● **ABOUT THIS EXERCISE**
The required response is the number of lines in the entries that include the word "blocked", with nothing added.

● **Collected data entries**
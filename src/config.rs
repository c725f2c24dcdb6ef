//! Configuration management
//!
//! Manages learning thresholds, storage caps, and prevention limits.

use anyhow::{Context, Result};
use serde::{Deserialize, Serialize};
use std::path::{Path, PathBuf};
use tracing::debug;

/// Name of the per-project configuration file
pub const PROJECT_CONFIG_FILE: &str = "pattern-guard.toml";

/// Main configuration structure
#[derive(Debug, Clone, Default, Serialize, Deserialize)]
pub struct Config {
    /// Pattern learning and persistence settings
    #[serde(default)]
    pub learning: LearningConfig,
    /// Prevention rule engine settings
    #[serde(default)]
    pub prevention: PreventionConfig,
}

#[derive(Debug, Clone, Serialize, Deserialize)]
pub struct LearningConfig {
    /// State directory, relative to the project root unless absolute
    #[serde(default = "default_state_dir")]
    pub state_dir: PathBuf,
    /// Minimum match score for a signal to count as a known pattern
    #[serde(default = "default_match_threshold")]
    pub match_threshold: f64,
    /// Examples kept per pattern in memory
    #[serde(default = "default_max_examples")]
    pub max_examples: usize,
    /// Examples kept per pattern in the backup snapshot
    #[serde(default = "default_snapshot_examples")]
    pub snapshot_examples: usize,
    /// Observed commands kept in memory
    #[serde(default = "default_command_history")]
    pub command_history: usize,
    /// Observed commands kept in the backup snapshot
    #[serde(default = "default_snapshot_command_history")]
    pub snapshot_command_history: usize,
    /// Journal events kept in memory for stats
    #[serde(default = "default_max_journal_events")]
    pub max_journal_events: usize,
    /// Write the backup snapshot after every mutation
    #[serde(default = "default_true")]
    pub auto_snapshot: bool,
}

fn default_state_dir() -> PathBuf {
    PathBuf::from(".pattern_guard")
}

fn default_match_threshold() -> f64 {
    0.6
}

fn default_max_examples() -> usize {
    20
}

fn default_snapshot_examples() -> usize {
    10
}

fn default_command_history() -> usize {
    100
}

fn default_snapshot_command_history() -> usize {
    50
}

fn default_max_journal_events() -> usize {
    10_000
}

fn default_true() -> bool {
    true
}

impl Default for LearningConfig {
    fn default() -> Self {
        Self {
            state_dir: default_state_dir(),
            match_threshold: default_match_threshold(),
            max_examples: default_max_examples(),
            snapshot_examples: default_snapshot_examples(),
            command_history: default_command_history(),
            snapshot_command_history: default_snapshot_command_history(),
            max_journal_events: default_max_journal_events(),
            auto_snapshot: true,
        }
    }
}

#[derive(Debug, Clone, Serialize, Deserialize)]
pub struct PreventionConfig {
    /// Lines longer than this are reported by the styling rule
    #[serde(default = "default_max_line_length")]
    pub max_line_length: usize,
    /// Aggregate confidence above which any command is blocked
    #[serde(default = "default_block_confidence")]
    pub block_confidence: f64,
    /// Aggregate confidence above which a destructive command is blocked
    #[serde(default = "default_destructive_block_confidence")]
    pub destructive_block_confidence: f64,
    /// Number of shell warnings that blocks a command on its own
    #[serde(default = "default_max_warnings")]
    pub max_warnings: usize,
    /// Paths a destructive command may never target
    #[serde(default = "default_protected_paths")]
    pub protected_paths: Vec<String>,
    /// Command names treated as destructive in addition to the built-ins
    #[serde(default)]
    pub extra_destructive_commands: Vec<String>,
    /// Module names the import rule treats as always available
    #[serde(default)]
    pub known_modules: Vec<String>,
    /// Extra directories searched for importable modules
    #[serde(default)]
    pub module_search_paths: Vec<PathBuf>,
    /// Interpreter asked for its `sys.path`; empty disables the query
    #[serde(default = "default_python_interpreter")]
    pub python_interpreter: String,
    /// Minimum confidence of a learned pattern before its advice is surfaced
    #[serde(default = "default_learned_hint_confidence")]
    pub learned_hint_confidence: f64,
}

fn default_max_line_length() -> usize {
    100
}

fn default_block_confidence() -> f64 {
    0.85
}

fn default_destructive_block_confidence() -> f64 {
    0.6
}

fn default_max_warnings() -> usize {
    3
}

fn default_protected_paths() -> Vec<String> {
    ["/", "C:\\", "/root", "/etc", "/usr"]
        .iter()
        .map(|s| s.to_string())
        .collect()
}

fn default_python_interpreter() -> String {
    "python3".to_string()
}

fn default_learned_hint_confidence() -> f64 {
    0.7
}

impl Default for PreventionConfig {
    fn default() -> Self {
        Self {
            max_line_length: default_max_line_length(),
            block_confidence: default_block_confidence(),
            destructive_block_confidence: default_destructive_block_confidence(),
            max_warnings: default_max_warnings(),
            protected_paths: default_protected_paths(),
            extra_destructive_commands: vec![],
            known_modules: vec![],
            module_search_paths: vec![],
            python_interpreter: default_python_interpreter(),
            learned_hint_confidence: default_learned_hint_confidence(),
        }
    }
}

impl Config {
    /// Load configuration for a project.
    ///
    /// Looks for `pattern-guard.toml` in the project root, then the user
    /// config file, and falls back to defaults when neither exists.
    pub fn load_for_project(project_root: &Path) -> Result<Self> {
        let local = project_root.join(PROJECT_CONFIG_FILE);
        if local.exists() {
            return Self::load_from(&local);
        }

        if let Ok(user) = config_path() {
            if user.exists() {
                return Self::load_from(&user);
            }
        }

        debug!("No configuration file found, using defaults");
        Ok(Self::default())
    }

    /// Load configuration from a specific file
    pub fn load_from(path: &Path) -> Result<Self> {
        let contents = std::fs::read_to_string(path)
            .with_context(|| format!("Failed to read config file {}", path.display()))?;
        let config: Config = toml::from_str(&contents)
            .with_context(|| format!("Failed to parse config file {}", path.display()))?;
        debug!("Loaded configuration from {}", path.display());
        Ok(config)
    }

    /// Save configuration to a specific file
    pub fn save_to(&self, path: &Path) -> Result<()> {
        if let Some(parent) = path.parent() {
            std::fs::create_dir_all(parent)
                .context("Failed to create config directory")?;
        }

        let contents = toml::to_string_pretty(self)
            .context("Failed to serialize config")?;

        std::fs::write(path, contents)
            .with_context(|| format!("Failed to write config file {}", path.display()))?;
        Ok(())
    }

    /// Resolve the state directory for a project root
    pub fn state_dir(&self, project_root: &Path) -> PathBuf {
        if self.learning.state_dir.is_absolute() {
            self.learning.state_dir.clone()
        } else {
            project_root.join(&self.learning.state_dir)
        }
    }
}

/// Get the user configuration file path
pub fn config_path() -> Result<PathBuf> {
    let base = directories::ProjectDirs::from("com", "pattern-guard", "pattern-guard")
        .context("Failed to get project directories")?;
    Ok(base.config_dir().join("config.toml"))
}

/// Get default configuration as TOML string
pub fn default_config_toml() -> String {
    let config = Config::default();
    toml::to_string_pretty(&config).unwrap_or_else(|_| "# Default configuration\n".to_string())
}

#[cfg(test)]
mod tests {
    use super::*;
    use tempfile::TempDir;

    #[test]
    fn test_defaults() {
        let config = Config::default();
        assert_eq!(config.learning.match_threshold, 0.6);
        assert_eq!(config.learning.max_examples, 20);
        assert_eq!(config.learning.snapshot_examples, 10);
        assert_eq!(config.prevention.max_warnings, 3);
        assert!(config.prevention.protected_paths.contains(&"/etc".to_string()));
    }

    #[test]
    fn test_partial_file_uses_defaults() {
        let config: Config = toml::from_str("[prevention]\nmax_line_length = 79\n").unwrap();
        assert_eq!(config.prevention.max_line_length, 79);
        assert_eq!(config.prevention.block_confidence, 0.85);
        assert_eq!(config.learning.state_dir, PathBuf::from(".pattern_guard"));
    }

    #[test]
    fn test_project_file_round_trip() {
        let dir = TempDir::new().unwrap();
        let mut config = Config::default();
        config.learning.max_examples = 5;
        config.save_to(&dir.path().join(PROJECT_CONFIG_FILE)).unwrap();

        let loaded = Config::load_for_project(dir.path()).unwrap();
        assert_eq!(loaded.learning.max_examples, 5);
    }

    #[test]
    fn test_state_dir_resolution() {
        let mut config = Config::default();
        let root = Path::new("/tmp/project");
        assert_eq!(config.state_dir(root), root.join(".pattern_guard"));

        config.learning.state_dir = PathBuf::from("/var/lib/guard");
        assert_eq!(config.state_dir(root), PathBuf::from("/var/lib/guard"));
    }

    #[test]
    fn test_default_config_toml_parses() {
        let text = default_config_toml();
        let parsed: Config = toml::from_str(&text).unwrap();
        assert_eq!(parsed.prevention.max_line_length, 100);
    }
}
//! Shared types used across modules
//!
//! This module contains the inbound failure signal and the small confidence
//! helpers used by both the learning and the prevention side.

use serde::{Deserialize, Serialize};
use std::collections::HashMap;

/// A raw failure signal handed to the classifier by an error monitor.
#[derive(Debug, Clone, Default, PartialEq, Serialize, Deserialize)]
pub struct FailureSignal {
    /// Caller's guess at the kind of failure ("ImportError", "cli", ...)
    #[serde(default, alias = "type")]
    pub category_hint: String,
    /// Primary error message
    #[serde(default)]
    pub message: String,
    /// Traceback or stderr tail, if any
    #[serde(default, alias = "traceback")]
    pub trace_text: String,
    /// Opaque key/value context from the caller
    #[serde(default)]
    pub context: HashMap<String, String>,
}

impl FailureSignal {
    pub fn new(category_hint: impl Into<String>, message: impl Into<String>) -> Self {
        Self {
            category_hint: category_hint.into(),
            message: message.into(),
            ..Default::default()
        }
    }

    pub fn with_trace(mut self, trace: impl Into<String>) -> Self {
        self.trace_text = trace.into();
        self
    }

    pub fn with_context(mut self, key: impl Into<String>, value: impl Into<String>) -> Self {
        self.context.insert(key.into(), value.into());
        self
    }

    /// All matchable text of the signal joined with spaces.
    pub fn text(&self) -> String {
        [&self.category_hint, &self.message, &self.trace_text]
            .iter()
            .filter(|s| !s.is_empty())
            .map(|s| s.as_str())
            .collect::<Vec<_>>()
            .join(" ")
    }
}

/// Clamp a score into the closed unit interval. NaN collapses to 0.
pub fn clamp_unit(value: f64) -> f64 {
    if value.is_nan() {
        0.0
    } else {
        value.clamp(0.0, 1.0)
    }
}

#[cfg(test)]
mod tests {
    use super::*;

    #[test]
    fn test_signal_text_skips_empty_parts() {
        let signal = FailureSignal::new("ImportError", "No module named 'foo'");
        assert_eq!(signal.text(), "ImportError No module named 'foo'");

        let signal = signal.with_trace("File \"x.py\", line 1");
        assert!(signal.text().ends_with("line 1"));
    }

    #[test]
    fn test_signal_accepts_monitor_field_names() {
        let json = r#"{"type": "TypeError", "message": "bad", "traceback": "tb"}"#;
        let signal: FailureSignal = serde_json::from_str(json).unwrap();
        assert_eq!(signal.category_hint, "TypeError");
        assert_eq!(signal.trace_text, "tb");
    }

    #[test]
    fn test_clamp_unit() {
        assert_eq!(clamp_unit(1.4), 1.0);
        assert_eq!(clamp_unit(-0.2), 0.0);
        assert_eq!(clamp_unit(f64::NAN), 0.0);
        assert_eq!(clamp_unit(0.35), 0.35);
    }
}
* * *
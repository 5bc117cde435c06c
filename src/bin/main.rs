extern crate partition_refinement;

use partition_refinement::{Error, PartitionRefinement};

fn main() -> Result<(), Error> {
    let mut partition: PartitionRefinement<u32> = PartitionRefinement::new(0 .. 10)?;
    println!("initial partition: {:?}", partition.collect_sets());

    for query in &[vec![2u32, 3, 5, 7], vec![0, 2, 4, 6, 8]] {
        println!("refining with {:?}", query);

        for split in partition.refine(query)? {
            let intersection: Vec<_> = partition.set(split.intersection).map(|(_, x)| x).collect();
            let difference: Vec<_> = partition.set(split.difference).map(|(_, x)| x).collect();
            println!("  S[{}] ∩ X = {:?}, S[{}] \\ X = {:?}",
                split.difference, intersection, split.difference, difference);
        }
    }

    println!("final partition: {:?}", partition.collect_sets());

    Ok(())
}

● **SOLUTION TO THIS PROBLEM**
2